When 2 players $p_1$ and $p_2$ play against one another in game $g$, the outcome is modeled as $y_g = sign(W_{p_1} - W_{p_2} + v_g)$, where:

  • $W_{p_i}$ represents the skill of player $p_i$. As a prior, all players have their skills $W_{p_i}$ ~ $N(0,1)$ (so all players are i.i.d),
  • $W_{p_1} - W_{p_2}$ is the skill difference between $p_1$ and $p_2$,
  • $v_g$ ~ $Laplace(0, \frac{1}{2})$ models the performance variance of both players jointly.
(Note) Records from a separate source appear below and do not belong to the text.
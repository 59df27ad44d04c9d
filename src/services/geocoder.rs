use async_trait::async_trait;
use reqwest::header::USER_AGENT;
use serde::Deserialize;
use tracing::info;
use url::Url;

use crate::errors::ProviderError;
use crate::models::coordinate::Coordinate;

/// Turns a free-text address into a coordinate.
#[async_trait]
pub trait Geocoder: Send + Sync {
    /// `Ok(None)` means the address has no match.
    async fn geocode(&self, address: &str) -> Result<Option<Coordinate>, ProviderError>;
}

/// Geocoder backed by an OpenStreetMap Nominatim instance.
pub struct NominatimGeocoder {
    client: reqwest::Client,
    base_url: String,
    user_agent: String,
}

#[derive(Debug, Deserialize)]
struct NominatimPlace {
    lat: Option<String>,
    lon: Option<String>,
}

impl NominatimGeocoder {
    pub fn new(client: reqwest::Client, base_url: &str, user_agent: &str) -> Self {
        NominatimGeocoder {
            client,
            base_url: base_url.trim_end_matches('/').to_string(),
            user_agent: user_agent.to_string(),
        }
    }

    fn search_url(&self, address: &str) -> Result<Url, ProviderError> {
        Url::parse_with_params(
            &format!("{}/search", self.base_url),
            &[("format", "json"), ("q", address), ("limit", "1")],
        )
        .map_err(|e| ProviderError::Malformed(format!("bad geocoder url: {e}")))
    }
}

fn first_match(places: &[NominatimPlace]) -> Option<Coordinate> {
    let place = places.first()?;
    let lat = place.lat.as_deref()?.parse::<f64>().ok()?;
    let lng = place.lon.as_deref()?.parse::<f64>().ok()?;
    Coordinate::new(lat, lng).ok()
}

#[async_trait]
impl Geocoder for NominatimGeocoder {
    async fn geocode(&self, address: &str) -> Result<Option<Coordinate>, ProviderError> {
        let url = self.search_url(address)?;

        let places: Vec<NominatimPlace> = self
            .client
            .get(url)
            .header(USER_AGENT, &self.user_agent)
            .send()
            .await?
            .error_for_status()?
            .json()
            .await?;

        let found = first_match(&places);
        info!("geocoded {:?} -> {:?}", address, found);
        Ok(found)
    }
}

#[cfg(test)]
mod tests {
    use super::*;

    #[test]
    fn builds_encoded_search_url() {
        let geocoder = NominatimGeocoder::new(
            reqwest::Client::new(),
            "https://nominatim.example.org/",
            "test-agent",
        );
        let url = geocoder.search_url("400 S Akard St, Dallas").unwrap();
        assert_eq!(url.path(), "/search");
        let pairs: Vec<(String, String)> = url.query_pairs().into_owned().collect();
        assert!(pairs.contains(&("q".to_string(), "400 S Akard St, Dallas".to_string())));
        assert!(pairs.contains(&("limit".to_string(), "1".to_string())));
        assert!(pairs.contains(&("format".to_string(), "json".to_string())));
    }

    #[test]
    fn reads_first_place() {
        let places: Vec<NominatimPlace> = serde_json::from_str(
            r#"[{"lat": "32.7763", "lon": "-96.7969", "display_name": "Dallas"},
                {"lat": "1.0", "lon": "1.0"}]"#,
        )
        .unwrap();
        let found = first_match(&places).unwrap();
        assert_eq!(found.lat(), 32.7763);
        assert_eq!(found.lng(), -96.7969);
    }

    #[test]
    fn empty_or_partial_results_are_no_match() {
        assert!(first_match(&[]).is_none());

        let partial: Vec<NominatimPlace> = serde_json::from_str(r#"[{"lat": "32.7"}]"#).unwrap();
        assert!(first_match(&partial).is_none());

        let garbage: Vec<NominatimPlace> =
            serde_json::from_str(r#"[{"lat": "north", "lon": "-96.7"}]"#).unwrap();
        assert!(first_match(&garbage).is_none());
    }
}
use chrono::NaiveDate;

use crate::scheduling::constants::{OPENING_SLOT, SLOT_STEP, WORK_END, WORK_START};

/// What the slot suggester needs to know about an existing appointment.
pub trait Booking {
    fn date(&self) -> NaiveDate;
    fn time(&self) -> &str;
    /// `None` falls back to the requested duration.
    fn duration(&self) -> Option<u32>;
}

impl<T: Booking + ?Sized> Booking for &T {
    fn date(&self) -> NaiveDate {
        (**self).date()
    }

    fn time(&self) -> &str {
        (**self).time()
    }

    fn duration(&self) -> Option<u32> {
        (**self).duration()
    }
}

#[derive(Debug, Clone, Copy, PartialEq, Eq)]
struct Interval {
    start: i64,
    end: i64,
}

/// Minutes since midnight for an `HH:MM` string. Missing or garbled parts count as zero.
pub fn parse_minutes(time: &str) -> i64 {
    let mut parts = time.split(':').map(|p| p.trim().parse::<i64>().unwrap_or(0));
    let hours = parts.next().unwrap_or(0);
    let minutes = parts.next().unwrap_or(0);
    hours.saturating_mul(60).saturating_add(minutes)
}

pub fn format_minutes(total: i64) -> String {
    format!("{:02}:{:02}", total / 60, total % 60)
}

fn snap(minutes: i64) -> i64 {
    let remainder = minutes.rem_euclid(SLOT_STEP);
    if remainder == 0 {
        minutes
    } else {
        minutes.saturating_add(SLOT_STEP - remainder)
    }
}

/// Earliest `HH:MM` inside the work window where `duration_minutes` fits
/// around the bookings on `target_date`.
///
/// Returns `"09:00"` for an empty day, and also when nothing fits at all.
/// In the second case the slot is not guaranteed to be free.
pub fn suggest_slot<I>(appointments: I, target_date: NaiveDate, duration_minutes: u32) -> String
where
    I: IntoIterator,
    I::Item: Booking,
{
    let requested = i64::from(duration_minutes);

    let mut intervals: Vec<Interval> = appointments
        .into_iter()
        .filter(|apt| apt.date() == target_date)
        .map(|apt| {
            let start = parse_minutes(apt.time());
            let length = apt.duration().map(i64::from).unwrap_or(requested);
            Interval {
                start,
                end: start.saturating_add(length),
            }
        })
        .collect();

    if intervals.is_empty() {
        return OPENING_SLOT.to_string();
    }

    intervals.sort_by_key(|i| i.start);

    let mut cursor = WORK_START;
    for interval in &intervals {
        let candidate = snap(cursor);
        if candidate.saturating_add(requested) <= interval.start {
            return format_minutes(candidate);
        }
        cursor = cursor.max(interval.end);
    }

    let candidate = snap(cursor);
    if candidate.saturating_add(requested) <= WORK_END {
        return format_minutes(candidate);
    }

    OPENING_SLOT.to_string()
}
I would like to find values of $W$ that maximize the likelihood of all N games across all M players. To do so, I would like to practice implementing Metropolis-Hastings (MH) on that dataset, in Python. I understand the MH algorithm as the following (from here):

Given:

  • $f$, the PDF of the distribution to sample from,
  • $w^{0}$, initial values for $W$,
  • $w = w^{0}$,
  • The transition model, which here is given as a Gaussian distribution $w^{t+1}_{p_i}$ ~ $N(w^{t}_{p_i},\sigma_p)$, with $\sigma_p$ a hyper-parameter,

For n steps:

  • $p = f(y |W=w)P(w)$,
  • $w'$ ~ $N(w^{t}_{p_i},\sigma_p)$
  • $p' = f(y |W=w')P(w')$,
  • $ratio = \frac{p'}{p}$
  • Draw $r$ from $U(0,1)$, if $ratio > r$, set $w^{t+1}_{p_i} = w'$

Questions

  1. Is my understanding of MH correct?
  2. I have seen Python examples which implement MH for a single variable. IIUC, here, we have M variables - one skill per player. How can I implement MH for a multi-variate case? Or am I completely off?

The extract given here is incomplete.